CBF's

Mar. 16th, 2009 06:42 pm
mrsbrown: (Default)
[personal profile] mrsbrown
I think this is one of those hormonally charged whingy posts. It's been 4 weeks and 5 days since I last felt this overwhelmed. Based on that, my next one is due 2 days after Festival, while I'm encouraging my sister to make her way through labour. Blah.

It includes complaints about how I can't get myself to ride my bike to work and how retail therapy would be really good, but I already spent $100 on fabric and I don't really need anything at the moment (I could spontaneously buy [livejournal.com profile] mr_bassman a laptop and not tell him until it came home...)
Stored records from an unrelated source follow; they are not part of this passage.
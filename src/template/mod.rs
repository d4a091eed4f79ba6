//! # Template Descriptor
//!
//! The user-configurable document template ("šablona"): theme colors, fonts,
//! which sections, table columns and cover blocks appear and in what order,
//! plus header/footer flags and the signatures placement.
//!
//! Templates are stored by the application as JSON with Czech keys. Saved
//! templates predate newer options, so every field has an explicit default
//! here and nowhere else. Section, column and block lists are merged with the
//! canonical catalogues below by [`ordering`].

pub mod ordering;

use serde::{Deserialize, Serialize};

use crate::style::Theme;

#[derive(Debug, Clone, Serialize, Deserialize)]
#[serde(default)]
pub struct TemplateDescriptor {
    #[serde(rename = "nazev")]
    pub name: String,

    // ── Theme ──────────────────────────────────────────────────
    #[serde(rename = "barvaPrimarni")]
    pub primary_color: String,
    #[serde(rename = "barvaSekundarni")]
    pub secondary_color: String,
    #[serde(rename = "velikostPisma")]
    pub font_size: f64,
    #[serde(rename = "pismo")]
    pub font_family: String,

    // ── Structure ──────────────────────────────────────────────
    #[serde(rename = "sekce")]
    pub sections: Vec<SectionConfig>,
    #[serde(rename = "sloupceOkruhu")]
    pub circuit_columns: Vec<ColumnConfig>,
    #[serde(rename = "sloupceZarizeni")]
    pub device_columns: Vec<ColumnConfig>,

    // ── Cover page ─────────────────────────────────────────────
    #[serde(rename = "uvodniStranaZobrazit")]
    pub show_cover: bool,
    #[serde(rename = "uvodniStranaZobrazitFirmu")]
    pub cover_show_company: bool,
    #[serde(rename = "uvodniStranaZobrazitTechnika")]
    pub cover_show_technician: bool,
    #[serde(rename = "uvodniStranaZobrazitZakaznika")]
    pub cover_show_customer: bool,
    #[serde(rename = "uvodniStranaZobrazitObjekt")]
    pub cover_show_object: bool,
    #[serde(rename = "uvodniStranaZobrazitVysledek")]
    pub cover_show_result: bool,
    #[serde(rename = "uvodniStranaZobrazitPodpisy")]
    pub cover_show_signatures: bool,
    /// Cover title; may contain `{{path}}` variables.
    #[serde(rename = "uvodniStranaNadpis")]
    pub cover_title: String,
    #[serde(rename = "uvodniStranaNadpisVelikost")]
    pub cover_title_size: f64,
    #[serde(rename = "uvodniStranaNadpisRamecek")]
    pub cover_title_border: bool,
    #[serde(rename = "uvodniStranaBloky")]
    pub cover_blocks: Vec<BlockConfig>,

    // ── Header / footer ────────────────────────────────────────
    #[serde(rename = "zahlaviZobrazit")]
    pub show_header: bool,
    #[serde(rename = "zapatiCisloStranky")]
    pub footer_page_number: bool,
    #[serde(rename = "zapatiDatumTisku")]
    pub footer_print_date: bool,
    /// Free footer text; may contain `{{path}}` variables.
    #[serde(rename = "zapatiVlastniText")]
    pub footer_custom_text: String,

    #[serde(rename = "podpisyUmisteni")]
    pub signature_placement: SignaturePlacement,
}

impl Default for TemplateDescriptor {
    fn default() -> Self {
        Self {
            name: "Výchozí šablona".to_string(),
            primary_color: "#1e40af".to_string(),
            secondary_color: "#64748b".to_string(),
            font_size: 10.0,
            font_family: "Helvetica".to_string(),
            sections: Vec::new(),
            circuit_columns: Vec::new(),
            device_columns: Vec::new(),
            show_cover: true,
            cover_show_company: true,
            cover_show_technician: true,
            cover_show_customer: true,
            cover_show_object: true,
            cover_show_result: true,
            cover_show_signatures: true,
            cover_title: "ZPRÁVA O REVIZI ELEKTRICKÉ INSTALACE".to_string(),
            cover_title_size: 20.0,
            cover_title_border: true,
            cover_blocks: Vec::new(),
            show_header: true,
            footer_page_number: true,
            footer_print_date: true,
            footer_custom_text: String::new(),
            signature_placement: SignaturePlacement::Cover,
        }
    }
}

impl TemplateDescriptor {
    pub fn theme(&self) -> Theme {
        Theme::new(
            &self.primary_color,
            &self.secondary_color,
            &self.font_family,
            self.font_size,
        )
    }
}

/// Where the signatures block goes.
#[derive(Debug, Clone, Copy, Default, PartialEq, Eq, Serialize, Deserialize)]
pub enum SignaturePlacement {
    /// Bottom of the cover page.
    #[default]
    #[serde(rename = "uvodni")]
    Cover,
    /// Bottom of the last body page, before any appendix.
    #[serde(rename = "posledni")]
    LastPage,
}

/// One section entry as stored in a template.
#[derive(Debug, Clone, Default, PartialEq, Serialize, Deserialize)]
#[serde(rename_all = "camelCase", default)]
pub struct SectionConfig {
    pub id: String,
    pub display_name: Option<String>,
    pub enabled: Option<bool>,
    pub order: Option<i64>,
}

/// One table column entry as stored in a template.
#[derive(Debug, Clone, Default, PartialEq, Serialize, Deserialize)]
#[serde(rename_all = "camelCase", default)]
pub struct ColumnConfig {
    pub id: String,
    pub label: Option<String>,
    pub enabled: Option<bool>,
    pub order: Option<i64>,
    /// Explicit width in points. Columns without one share what's left.
    pub width: Option<f64>,
}

/// One cover block entry as stored in a template.
#[derive(Debug, Clone, Default, PartialEq, Serialize, Deserialize)]
#[serde(rename_all = "camelCase", default)]
pub struct BlockConfig {
    pub id: String,
    pub enabled: Option<bool>,
    pub order: Option<i64>,
}

// ── Catalogues ─────────────────────────────────────────────────

/// Every section the engine can render, in canonical order.
#[derive(Debug, Clone, Copy, PartialEq, Eq, Hash)]
pub enum SectionId {
    Identity,
    Object,
    Scope,
    ProtectiveMeasures,
    PriorInspections,
    PerformedActions,
    Panels,
    Rooms,
    Instruments,
    Conclusion,
    Defects,
}

impl SectionId {
    pub const CANONICAL: [SectionId; 11] = [
        SectionId::Identity,
        SectionId::Object,
        SectionId::Scope,
        SectionId::ProtectiveMeasures,
        SectionId::PriorInspections,
        SectionId::PerformedActions,
        SectionId::Panels,
        SectionId::Rooms,
        SectionId::Instruments,
        SectionId::Conclusion,
        SectionId::Defects,
    ];

    pub fn key(&self) -> &'static str {
        match self {
            SectionId::Identity => "identifikace",
            SectionId::Object => "objekt",
            SectionId::Scope => "rozsah",
            SectionId::ProtectiveMeasures => "ochranna_opatreni",
            SectionId::PriorInspections => "predchozi_revize",
            SectionId::PerformedActions => "provedene_ukony",
            SectionId::Panels => "rozvadece",
            SectionId::Rooms => "mistnosti",
            SectionId::Instruments => "pristroje",
            SectionId::Conclusion => "zaver",
            SectionId::Defects => "zavady",
        }
    }

    pub fn from_key(key: &str) -> Option<Self> {
        Self::CANONICAL.into_iter().find(|s| s.key() == key)
    }

    pub fn default_title(&self) -> &'static str {
        match self {
            SectionId::Identity => "Identifikační údaje",
            SectionId::Object => "Údaje o objektu",
            SectionId::Scope => "Rozsah revize",
            SectionId::ProtectiveMeasures => "Ochranná opatření",
            SectionId::PriorInspections => "Vyhodnocení předchozích revizí",
            SectionId::PerformedActions => "Soupis provedených úkonů",
            SectionId::Panels => "Rozvaděče a měření okruhů",
            SectionId::Rooms => "Místnosti a spotřebiče",
            SectionId::Instruments => "Použité měřicí přístroje",
            SectionId::Conclusion => "Závěr",
            SectionId::Defects => "Fotodokumentace závad",
        }
    }

    /// Appendix sections render after the body, on landscape pages.
    pub fn is_appendix(&self) -> bool {
        matches!(self, SectionId::Defects)
    }
}

/// Columns of the per-panel circuit table.
#[derive(Debug, Clone, Copy, PartialEq, Eq, Hash)]
pub enum CircuitColumn {
    Number,
    Name,
    Breaker,
    Phases,
    Conductor,
    InsulationResistance,
    LoopImpedance,
    Rcd,
    TripTime,
    Note,
}

impl CircuitColumn {
    pub const CANONICAL: [CircuitColumn; 10] = [
        CircuitColumn::Number,
        CircuitColumn::Name,
        CircuitColumn::Breaker,
        CircuitColumn::Phases,
        CircuitColumn::Conductor,
        CircuitColumn::InsulationResistance,
        CircuitColumn::LoopImpedance,
        CircuitColumn::Rcd,
        CircuitColumn::TripTime,
        CircuitColumn::Note,
    ];

    pub fn key(&self) -> &'static str {
        match self {
            CircuitColumn::Number => "cislo",
            CircuitColumn::Name => "nazev",
            CircuitColumn::Breaker => "jistic",
            CircuitColumn::Phases => "faze",
            CircuitColumn::Conductor => "vodic",
            CircuitColumn::InsulationResistance => "izolacniOdpor",
            CircuitColumn::LoopImpedance => "impedance",
            CircuitColumn::Rcd => "proudovyChranic",
            CircuitColumn::TripTime => "vybavovaciCas",
            CircuitColumn::Note => "poznamka",
        }
    }

    pub fn from_key(key: &str) -> Option<Self> {
        Self::CANONICAL.into_iter().find(|c| c.key() == key)
    }

    pub fn default_label(&self) -> &'static str {
        match self {
            CircuitColumn::Number => "Č.",
            CircuitColumn::Name => "Okruh",
            CircuitColumn::Breaker => "Jistič",
            CircuitColumn::Phases => "Fáze",
            CircuitColumn::Conductor => "Vodič",
            CircuitColumn::InsulationResistance => "Izol. odpor",
            CircuitColumn::LoopImpedance => "Impedance",
            CircuitColumn::Rcd => "Chránič",
            CircuitColumn::TripTime => "Vyp. čas",
            CircuitColumn::Note => "Poznámka",
        }
    }

    pub fn enabled_by_default(&self) -> bool {
        !matches!(self, CircuitColumn::Note)
    }
}

/// Columns of the per-room device table.
#[derive(Debug, Clone, Copy, PartialEq, Eq, Hash)]
pub enum DeviceColumn {
    Name,
    Quantity,
    ProtectionClass,
    Power,
    TouchProtection,
    Status,
}

impl DeviceColumn {
    pub const CANONICAL: [DeviceColumn; 6] = [
        DeviceColumn::Name,
        DeviceColumn::Quantity,
        DeviceColumn::ProtectionClass,
        DeviceColumn::Power,
        DeviceColumn::TouchProtection,
        DeviceColumn::Status,
    ];

    pub fn key(&self) -> &'static str {
        match self {
            DeviceColumn::Name => "nazev",
            DeviceColumn::Quantity => "pocet",
            DeviceColumn::ProtectionClass => "trida",
            DeviceColumn::Power => "prikon",
            DeviceColumn::TouchProtection => "ochrana",
            DeviceColumn::Status => "stav",
        }
    }

    pub fn from_key(key: &str) -> Option<Self> {
        Self::CANONICAL.into_iter().find(|c| c.key() == key)
    }

    pub fn default_label(&self) -> &'static str {
        match self {
            DeviceColumn::Name => "Zařízení",
            DeviceColumn::Quantity => "Ks",
            DeviceColumn::ProtectionClass => "Třída",
            DeviceColumn::Power => "Příkon",
            DeviceColumn::TouchProtection => "Ochrana",
            DeviceColumn::Status => "Stav",
        }
    }
}

/// Blocks of the cover page.
#[derive(Debug, Clone, Copy, PartialEq, Eq, Hash)]
pub enum CoverBlock {
    Identity,
    Title,
    Customer,
    Object,
    Result,
    Signatures,
}

impl CoverBlock {
    pub const CANONICAL: [CoverBlock; 6] = [
        CoverBlock::Identity,
        CoverBlock::Title,
        CoverBlock::Customer,
        CoverBlock::Object,
        CoverBlock::Result,
        CoverBlock::Signatures,
    ];

    pub fn key(&self) -> &'static str {
        match self {
            CoverBlock::Identity => "identita",
            CoverBlock::Title => "nadpis",
            CoverBlock::Customer => "zakaznik",
            CoverBlock::Object => "objekt",
            CoverBlock::Result => "vysledek",
            CoverBlock::Signatures => "podpisy",
        }
    }

    pub fn from_key(key: &str) -> Option<Self> {
        Self::CANONICAL.into_iter().find(|b| b.key() == key)
    }
}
It also goes on and on about how there are so many things I should have already organised but can't seem to find the gumption to get started.

And don't et me started on how hard it is to type "g" this week. It's the same problem as I had with "n" last week, that has resolved itself.

I seem to be doin less and less, which I know is how to set yourself up to do even less.

Now to lie on the couch and wait for dinner to magically appear.

Date: 2009-03-16 08:36 am (UTC)
From: [identity profile] ms-kilian.livejournal.com
I hope it passes quickly, and with as little collateral damage as possible.

Date: 2009-03-16 08:52 am (UTC)
From: [identity profile] doushkasmum.livejournal.com
Good luck with dinner. 8->

Date: 2009-03-17 10:18 am (UTC)
From: [identity profile] mishymoocow-2.livejournal.com
You always sound frightfully over-productive to me. Of course as a designated slacker, perhaps my opinion ain't worth much.

Date: 2009-03-17 10:19 am (UTC)
From: [identity profile] mishymoocow-2.livejournal.com
I also like the idea of a cabin at the bottom of the garden when I'm feeling like that. If i could go an hide out there until the dastardly hormones go away, the world would probably be a better place.